A Memphis woman who ran what prosecutors called a sham downtown cosmetology school was sentenced Wednesday to eight years in federal prison and ordered to repay $2.9 million after a judge found she used the program to siphon Post‑9/11 GI Bill benefits meant for veterans. Quannah Fields Harris was convicted by a jury in October 2025 and received the sentence this week in federal court, where prosecutors said veterans were signed up on paper while getting little or no actual instruction.
According to Local Memphis, U.S. District Judge John T. Fowlkes Jr. handed down the eight‑year term and ordered Harris to pay $2.9 million in restitution to the Department of Veterans Affairs. The U.S. Attorney’s Office said in that report that the scheme hurt veterans who depended on the GI Bill to get training and a path to new careers.
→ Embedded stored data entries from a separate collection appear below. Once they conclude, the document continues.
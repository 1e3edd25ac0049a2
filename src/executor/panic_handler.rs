use super::task::Task;
use std::any::Any;
use std::panic::{catch_unwind, AssertUnwindSafe};
use std::sync::atomic::{AtomicUsize, Ordering};

#[derive(Debug, Clone, Copy, PartialEq, Eq)]
pub enum PanicStrategy {
    Abort,
    LogAndContinue,
}

impl Default for PanicStrategy {
    fn default() -> Self {
        PanicStrategy::LogAndContinue
    }
}

/// Runs tasks on a worker thread so that a panicking task never takes the worker down.
#[derive(Debug)]
pub struct PanicHandler {
    strategy: PanicStrategy,
    panic_count: AtomicUsize,
}

impl PanicHandler {
    pub fn new(strategy: PanicStrategy) -> Self {
        Self {
            strategy,
            panic_count: AtomicUsize::new(0),
        }
    }

    pub fn run(&self, task: Task) {
        let id = task.id;
        if let Err(payload) = catch_unwind(AssertUnwindSafe(|| task.execute())) {
            self.panic_count.fetch_add(1, Ordering::Relaxed);
            let message = panic_message(payload.as_ref());

            match self.strategy {
                PanicStrategy::Abort => {
                    tracing::error!(task = ?id, %message, "task panicked, aborting");
                    std::process::abort();
                }
                PanicStrategy::LogAndContinue => {
                    tracing::error!(task = ?id, %message, "task panicked");
                }
            }
        }
    }

    pub fn panic_count(&self) -> usize {
        self.panic_count.load(Ordering::Relaxed)
    }
}

impl Default for PanicHandler {
    fn default() -> Self {
        Self::new(PanicStrategy::default())
    }
}

pub(crate) fn panic_message(payload: &(dyn Any + Send)) -> String {
    if let Some(s) = payload.downcast_ref::<&str>() {
        s.to_string()
    } else if let Some(s) = payload.downcast_ref::<String>() {
        s.clone()
    } else {
        "unknown panic".to_string()
    }
}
The U.S. Attorney’s Office for the Western District of Tennessee said Harris was found guilty after a jury trial on Oct. 29, 2025, of conspiracy to defraud the United States and wire fraud. Prosecutors said she ran Last Minute Cuts School of Barbering and Cosmetology from 2014 through 2019. According to a Justice Department press release, jurors heard that the school billed the VA for numerous veterans who attended few, if any, classes and who never obtained state barbering or cosmetology licenses.
How Prosecutors Say The Scheme Worked
At trial, federal prosecutors laid out a pattern they said went on for years. Harris repeatedly certified veterans’ attendance to the VA, according to the government, even while many of the students on the rolls received no instruction, took no exams and never came back after initially enrolling.
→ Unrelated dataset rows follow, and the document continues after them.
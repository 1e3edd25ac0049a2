//! Execution mechanisms behind observed schedulers.
//!
//! Every queue accepts boxed [`Task`]s and runs them on threads it owns:
//! a single FIFO thread for [`SerialQueue`], a work-stealing pool for
//! [`ConcurrentQueue`], and the registry's one designated thread for
//! [`UiQueue`]. Delayed work goes through the registry's [`Timer`], which
//! hands tasks to a queue once they are due.

pub mod concurrent;
pub mod panic_handler;
pub mod serial;
pub mod task;
pub mod timer;
pub mod ui;
pub(crate) mod worker;

pub use concurrent::ConcurrentQueue;
pub use panic_handler::{PanicHandler, PanicStrategy};
pub use serial::SerialQueue;
pub use task::{Task, TaskId};
pub use timer::Timer;
pub use ui::UiQueue;

use std::fmt;

/// Shape of the mechanism a scheduler submits to.
#[derive(Debug, Clone, Copy, PartialEq, Eq, Hash)]
pub enum QueueKind {
    Serial,
    Concurrent,
    Ui,
}

impl fmt::Display for QueueKind {
    fn fmt(&self, f: &mut fmt::Formatter<'_>) -> fmt::Result {
        let name = match self {
            QueueKind::Serial => "serial",
            QueueKind::Concurrent => "concurrent",
            QueueKind::Ui => "ui",
        };
        f.write_str(name)
    }
}

/// A target that runs submitted tasks on threads it owns.
pub trait ExecutionQueue: Send + Sync + fmt::Debug {
    fn submit(&self, task: Task);

    fn kind(&self) -> QueueKind;

    fn label(&self) -> &str;

    /// Tasks submitted but not yet picked up by a thread.
    fn pending(&self) -> usize;

    fn panic_count(&self) -> usize;
}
Local television coverage of the conviction, reported by ActionNews5, noted that investigators concluded the school had billed the VA for training that never happened. Those paper-only enrollments left both veterans and the agency on the hook for tuition and housing stipends tied to the Post‑9/11 GI Bill.
Restitution And Legal Notes
Prosecutors documented more than $625,000 in improper VA payments linked directly to the school’s operation, according to the U.S. Attorney’s Office. At sentencing, the court ordered Harris to repay $2.9 million to the VA, LocalMemphis reports.
Who Investigated And Why It Matters
The Justice Department said the case was investigated by the Department of Veterans Affairs Office of Inspector General and IRS Criminal Investigation, with help from Veterans Benefits and Education Services. In a statement quoted by the Justice Department, U.S. Attorney D. Michael Dunavant said, “Protection of the United States Treasury and the integrity of the U.S. Department of Veterans Affairs is a top priority.”
Prosecutors said veterans enrolled at the school were the direct victims of the fraud, and restitution is aimed at returning money to the agency that oversees those benefits. With the criminal case wrapped up by the sentence, civil and administrative avenues remain the likely route for the VA to seek any additional recovery and to address unresolved complaints from affected veterans.